What you need to do: Using the entries that follow, write out the line containing "let s = match", the line containing "pub enum JobErrorKind", and every line between them, exactly and nothing else.

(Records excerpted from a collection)
==================================================
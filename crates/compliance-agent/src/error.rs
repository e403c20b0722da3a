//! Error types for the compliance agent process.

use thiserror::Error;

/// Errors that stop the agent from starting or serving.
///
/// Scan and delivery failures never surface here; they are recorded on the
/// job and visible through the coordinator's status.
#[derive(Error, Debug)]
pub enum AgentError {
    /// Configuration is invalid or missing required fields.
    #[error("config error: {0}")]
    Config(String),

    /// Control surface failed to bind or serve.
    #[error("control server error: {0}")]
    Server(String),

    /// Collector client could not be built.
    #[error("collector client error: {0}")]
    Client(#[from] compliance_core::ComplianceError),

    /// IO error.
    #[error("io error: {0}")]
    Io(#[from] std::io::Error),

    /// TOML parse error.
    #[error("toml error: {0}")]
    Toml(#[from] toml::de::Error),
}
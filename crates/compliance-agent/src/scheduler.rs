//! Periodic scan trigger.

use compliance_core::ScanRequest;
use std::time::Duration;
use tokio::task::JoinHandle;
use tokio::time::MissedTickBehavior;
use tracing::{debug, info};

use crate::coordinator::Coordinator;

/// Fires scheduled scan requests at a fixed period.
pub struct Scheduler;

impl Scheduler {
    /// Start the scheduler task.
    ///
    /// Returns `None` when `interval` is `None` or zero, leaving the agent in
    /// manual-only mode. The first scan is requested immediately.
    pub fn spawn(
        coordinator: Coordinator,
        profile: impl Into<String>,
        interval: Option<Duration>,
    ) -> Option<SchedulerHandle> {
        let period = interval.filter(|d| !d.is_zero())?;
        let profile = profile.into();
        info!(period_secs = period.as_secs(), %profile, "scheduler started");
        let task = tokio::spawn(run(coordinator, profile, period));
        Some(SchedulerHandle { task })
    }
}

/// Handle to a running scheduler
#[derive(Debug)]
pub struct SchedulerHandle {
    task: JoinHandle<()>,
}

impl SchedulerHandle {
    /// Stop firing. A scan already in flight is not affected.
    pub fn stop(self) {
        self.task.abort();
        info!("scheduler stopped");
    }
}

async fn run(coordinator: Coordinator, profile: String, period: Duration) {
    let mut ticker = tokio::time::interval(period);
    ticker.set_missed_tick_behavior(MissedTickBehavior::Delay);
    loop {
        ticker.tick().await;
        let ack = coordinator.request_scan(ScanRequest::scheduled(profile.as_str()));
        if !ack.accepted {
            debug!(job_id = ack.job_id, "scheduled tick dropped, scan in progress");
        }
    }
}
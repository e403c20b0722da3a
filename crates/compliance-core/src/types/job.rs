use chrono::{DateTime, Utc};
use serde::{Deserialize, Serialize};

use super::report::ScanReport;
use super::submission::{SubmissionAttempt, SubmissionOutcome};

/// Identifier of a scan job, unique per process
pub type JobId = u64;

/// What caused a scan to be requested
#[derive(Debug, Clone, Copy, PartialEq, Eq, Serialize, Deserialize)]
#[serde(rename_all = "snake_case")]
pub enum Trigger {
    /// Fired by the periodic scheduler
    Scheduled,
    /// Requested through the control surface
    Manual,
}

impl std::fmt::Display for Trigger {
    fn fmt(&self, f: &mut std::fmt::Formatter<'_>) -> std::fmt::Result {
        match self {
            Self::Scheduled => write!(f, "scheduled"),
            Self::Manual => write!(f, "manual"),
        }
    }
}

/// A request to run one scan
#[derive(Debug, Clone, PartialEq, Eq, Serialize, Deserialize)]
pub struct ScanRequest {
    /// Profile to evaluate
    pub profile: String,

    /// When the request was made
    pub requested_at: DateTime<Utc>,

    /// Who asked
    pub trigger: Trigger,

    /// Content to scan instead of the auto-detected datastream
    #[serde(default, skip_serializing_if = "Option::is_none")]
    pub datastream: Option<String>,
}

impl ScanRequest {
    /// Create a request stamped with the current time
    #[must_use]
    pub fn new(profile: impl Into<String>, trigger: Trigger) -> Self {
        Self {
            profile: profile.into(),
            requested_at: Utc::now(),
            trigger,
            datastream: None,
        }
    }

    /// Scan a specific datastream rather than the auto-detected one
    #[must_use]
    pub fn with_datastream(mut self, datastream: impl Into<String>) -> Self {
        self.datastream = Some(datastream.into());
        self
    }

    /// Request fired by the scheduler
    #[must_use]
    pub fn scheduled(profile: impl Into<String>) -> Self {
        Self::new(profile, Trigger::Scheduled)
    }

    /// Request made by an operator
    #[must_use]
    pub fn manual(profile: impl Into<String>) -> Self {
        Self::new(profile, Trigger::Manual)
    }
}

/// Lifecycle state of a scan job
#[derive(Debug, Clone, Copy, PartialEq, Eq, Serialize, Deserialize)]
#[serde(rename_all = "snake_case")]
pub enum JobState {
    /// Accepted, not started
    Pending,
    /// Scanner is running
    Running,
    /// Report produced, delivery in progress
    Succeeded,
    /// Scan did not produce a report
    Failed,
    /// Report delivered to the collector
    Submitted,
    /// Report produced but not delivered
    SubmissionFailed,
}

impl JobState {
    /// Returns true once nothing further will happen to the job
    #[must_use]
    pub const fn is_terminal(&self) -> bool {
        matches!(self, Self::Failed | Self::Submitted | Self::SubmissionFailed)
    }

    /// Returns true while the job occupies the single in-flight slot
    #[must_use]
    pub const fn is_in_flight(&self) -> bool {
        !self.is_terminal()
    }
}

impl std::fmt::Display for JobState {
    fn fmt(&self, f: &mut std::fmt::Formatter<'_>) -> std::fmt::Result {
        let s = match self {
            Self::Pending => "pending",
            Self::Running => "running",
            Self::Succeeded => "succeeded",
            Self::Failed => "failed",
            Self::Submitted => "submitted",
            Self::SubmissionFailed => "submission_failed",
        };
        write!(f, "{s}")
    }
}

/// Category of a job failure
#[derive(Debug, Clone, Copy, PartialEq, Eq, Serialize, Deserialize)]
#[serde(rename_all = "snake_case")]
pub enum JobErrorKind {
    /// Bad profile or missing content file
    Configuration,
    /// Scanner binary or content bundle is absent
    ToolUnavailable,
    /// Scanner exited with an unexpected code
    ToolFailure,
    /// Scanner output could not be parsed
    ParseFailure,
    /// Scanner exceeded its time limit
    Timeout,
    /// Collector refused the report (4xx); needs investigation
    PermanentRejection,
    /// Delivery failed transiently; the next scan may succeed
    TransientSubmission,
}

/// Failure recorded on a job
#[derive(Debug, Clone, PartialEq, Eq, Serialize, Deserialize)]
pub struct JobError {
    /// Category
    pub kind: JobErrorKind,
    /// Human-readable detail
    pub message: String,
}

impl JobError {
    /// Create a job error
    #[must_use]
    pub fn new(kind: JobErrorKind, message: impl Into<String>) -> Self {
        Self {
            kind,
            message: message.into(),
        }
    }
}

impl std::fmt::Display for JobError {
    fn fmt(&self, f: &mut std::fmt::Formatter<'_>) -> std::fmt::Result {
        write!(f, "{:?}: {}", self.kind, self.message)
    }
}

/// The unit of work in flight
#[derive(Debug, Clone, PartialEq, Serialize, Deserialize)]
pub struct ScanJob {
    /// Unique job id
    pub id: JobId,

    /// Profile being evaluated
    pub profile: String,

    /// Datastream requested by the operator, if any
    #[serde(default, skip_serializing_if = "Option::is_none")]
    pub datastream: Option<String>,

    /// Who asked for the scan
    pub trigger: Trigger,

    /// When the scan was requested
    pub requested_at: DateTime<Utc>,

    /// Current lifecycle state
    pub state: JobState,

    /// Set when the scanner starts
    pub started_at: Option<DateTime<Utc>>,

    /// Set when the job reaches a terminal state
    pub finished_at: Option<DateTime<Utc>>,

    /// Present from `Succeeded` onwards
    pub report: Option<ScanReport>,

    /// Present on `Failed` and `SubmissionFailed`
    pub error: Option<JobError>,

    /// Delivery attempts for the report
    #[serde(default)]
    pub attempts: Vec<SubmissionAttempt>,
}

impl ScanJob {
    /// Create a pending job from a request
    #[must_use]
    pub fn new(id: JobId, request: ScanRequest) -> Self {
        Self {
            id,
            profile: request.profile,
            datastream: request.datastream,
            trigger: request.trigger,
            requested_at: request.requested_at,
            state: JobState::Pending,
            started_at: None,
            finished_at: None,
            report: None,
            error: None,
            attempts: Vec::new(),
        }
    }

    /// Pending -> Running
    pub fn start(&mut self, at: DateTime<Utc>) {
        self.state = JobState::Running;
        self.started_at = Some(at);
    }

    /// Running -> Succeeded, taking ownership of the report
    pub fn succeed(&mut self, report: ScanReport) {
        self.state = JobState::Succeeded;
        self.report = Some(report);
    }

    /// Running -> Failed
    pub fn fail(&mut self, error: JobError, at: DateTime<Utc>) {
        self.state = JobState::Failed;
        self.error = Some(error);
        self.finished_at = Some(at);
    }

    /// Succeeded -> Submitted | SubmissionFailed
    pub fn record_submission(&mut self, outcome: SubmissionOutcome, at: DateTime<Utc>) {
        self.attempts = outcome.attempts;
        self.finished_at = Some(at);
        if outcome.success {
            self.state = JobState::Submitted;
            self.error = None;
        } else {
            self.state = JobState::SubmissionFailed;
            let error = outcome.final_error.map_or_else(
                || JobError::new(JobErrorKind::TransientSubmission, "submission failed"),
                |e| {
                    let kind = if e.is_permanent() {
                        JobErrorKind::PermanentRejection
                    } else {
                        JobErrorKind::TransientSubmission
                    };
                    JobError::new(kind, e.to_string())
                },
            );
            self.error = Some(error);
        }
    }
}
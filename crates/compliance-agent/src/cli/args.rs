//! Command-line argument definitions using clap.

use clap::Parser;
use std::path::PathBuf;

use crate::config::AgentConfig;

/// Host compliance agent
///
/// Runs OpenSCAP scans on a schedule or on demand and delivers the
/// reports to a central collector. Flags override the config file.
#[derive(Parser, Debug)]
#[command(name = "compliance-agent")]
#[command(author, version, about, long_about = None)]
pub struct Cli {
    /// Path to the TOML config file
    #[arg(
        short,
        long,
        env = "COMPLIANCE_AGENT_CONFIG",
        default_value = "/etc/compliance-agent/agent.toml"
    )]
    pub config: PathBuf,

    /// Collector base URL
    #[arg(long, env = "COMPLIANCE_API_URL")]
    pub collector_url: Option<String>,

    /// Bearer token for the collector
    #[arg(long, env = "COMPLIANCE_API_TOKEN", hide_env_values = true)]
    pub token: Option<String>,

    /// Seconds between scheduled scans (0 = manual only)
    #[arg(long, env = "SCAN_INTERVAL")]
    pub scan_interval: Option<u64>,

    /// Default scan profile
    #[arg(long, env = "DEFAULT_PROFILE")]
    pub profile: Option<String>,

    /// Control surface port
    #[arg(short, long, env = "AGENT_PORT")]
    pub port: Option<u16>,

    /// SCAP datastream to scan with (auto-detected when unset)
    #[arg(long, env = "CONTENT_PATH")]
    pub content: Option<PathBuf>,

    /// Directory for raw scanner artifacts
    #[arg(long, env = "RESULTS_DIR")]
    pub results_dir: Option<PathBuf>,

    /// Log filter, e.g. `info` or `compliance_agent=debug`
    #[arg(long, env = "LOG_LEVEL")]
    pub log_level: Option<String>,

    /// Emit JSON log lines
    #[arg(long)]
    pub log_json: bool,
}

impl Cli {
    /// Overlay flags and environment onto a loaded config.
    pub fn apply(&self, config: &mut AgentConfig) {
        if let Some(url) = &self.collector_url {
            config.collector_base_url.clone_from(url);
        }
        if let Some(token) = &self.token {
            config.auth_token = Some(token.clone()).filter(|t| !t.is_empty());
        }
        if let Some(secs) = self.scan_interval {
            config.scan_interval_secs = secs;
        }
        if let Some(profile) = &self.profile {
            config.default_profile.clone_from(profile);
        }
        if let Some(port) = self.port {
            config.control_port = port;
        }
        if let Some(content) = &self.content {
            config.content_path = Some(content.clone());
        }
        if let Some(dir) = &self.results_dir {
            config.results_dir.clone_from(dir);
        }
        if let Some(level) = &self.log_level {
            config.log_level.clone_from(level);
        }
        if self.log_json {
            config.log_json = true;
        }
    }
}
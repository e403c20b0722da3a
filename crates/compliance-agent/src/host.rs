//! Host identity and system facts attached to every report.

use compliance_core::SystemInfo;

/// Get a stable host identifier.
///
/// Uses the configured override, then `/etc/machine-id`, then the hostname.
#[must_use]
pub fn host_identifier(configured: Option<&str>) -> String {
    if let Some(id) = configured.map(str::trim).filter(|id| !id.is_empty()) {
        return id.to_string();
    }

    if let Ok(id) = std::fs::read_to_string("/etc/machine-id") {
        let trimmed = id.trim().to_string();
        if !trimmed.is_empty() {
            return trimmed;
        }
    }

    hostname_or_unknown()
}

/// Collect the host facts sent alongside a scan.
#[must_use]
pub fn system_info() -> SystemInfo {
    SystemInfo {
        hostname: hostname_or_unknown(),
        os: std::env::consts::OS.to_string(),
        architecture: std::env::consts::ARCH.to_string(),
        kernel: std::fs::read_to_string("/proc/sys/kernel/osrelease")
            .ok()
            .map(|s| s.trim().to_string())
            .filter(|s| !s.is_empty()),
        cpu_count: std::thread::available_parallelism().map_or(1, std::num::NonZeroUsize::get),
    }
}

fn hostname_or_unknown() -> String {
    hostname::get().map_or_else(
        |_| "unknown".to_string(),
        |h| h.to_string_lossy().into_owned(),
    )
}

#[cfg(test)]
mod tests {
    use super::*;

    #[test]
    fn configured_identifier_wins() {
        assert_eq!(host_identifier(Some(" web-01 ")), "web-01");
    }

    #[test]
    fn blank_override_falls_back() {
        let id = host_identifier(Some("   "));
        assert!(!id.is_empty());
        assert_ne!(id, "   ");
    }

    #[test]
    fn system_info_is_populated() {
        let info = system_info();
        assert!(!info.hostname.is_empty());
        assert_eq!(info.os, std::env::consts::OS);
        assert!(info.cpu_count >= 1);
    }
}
==================================================
Task output:
        let s = match self {
            Self::Pending => "pending",
            Self::Running => "running",
            Self::Succeeded => "succeeded",
            Self::Failed => "failed",
            Self::Submitted => "submitted",
            Self::SubmissionFailed => "submission_failed",
        };
        write!(f, "{s}")
    }
}

/// Category of a job failure
#[derive(Debug, Clone, Copy, PartialEq, Eq, Serialize, Deserialize)]
#[serde(rename_all = "snake_case")]
pub enum JobErrorKind {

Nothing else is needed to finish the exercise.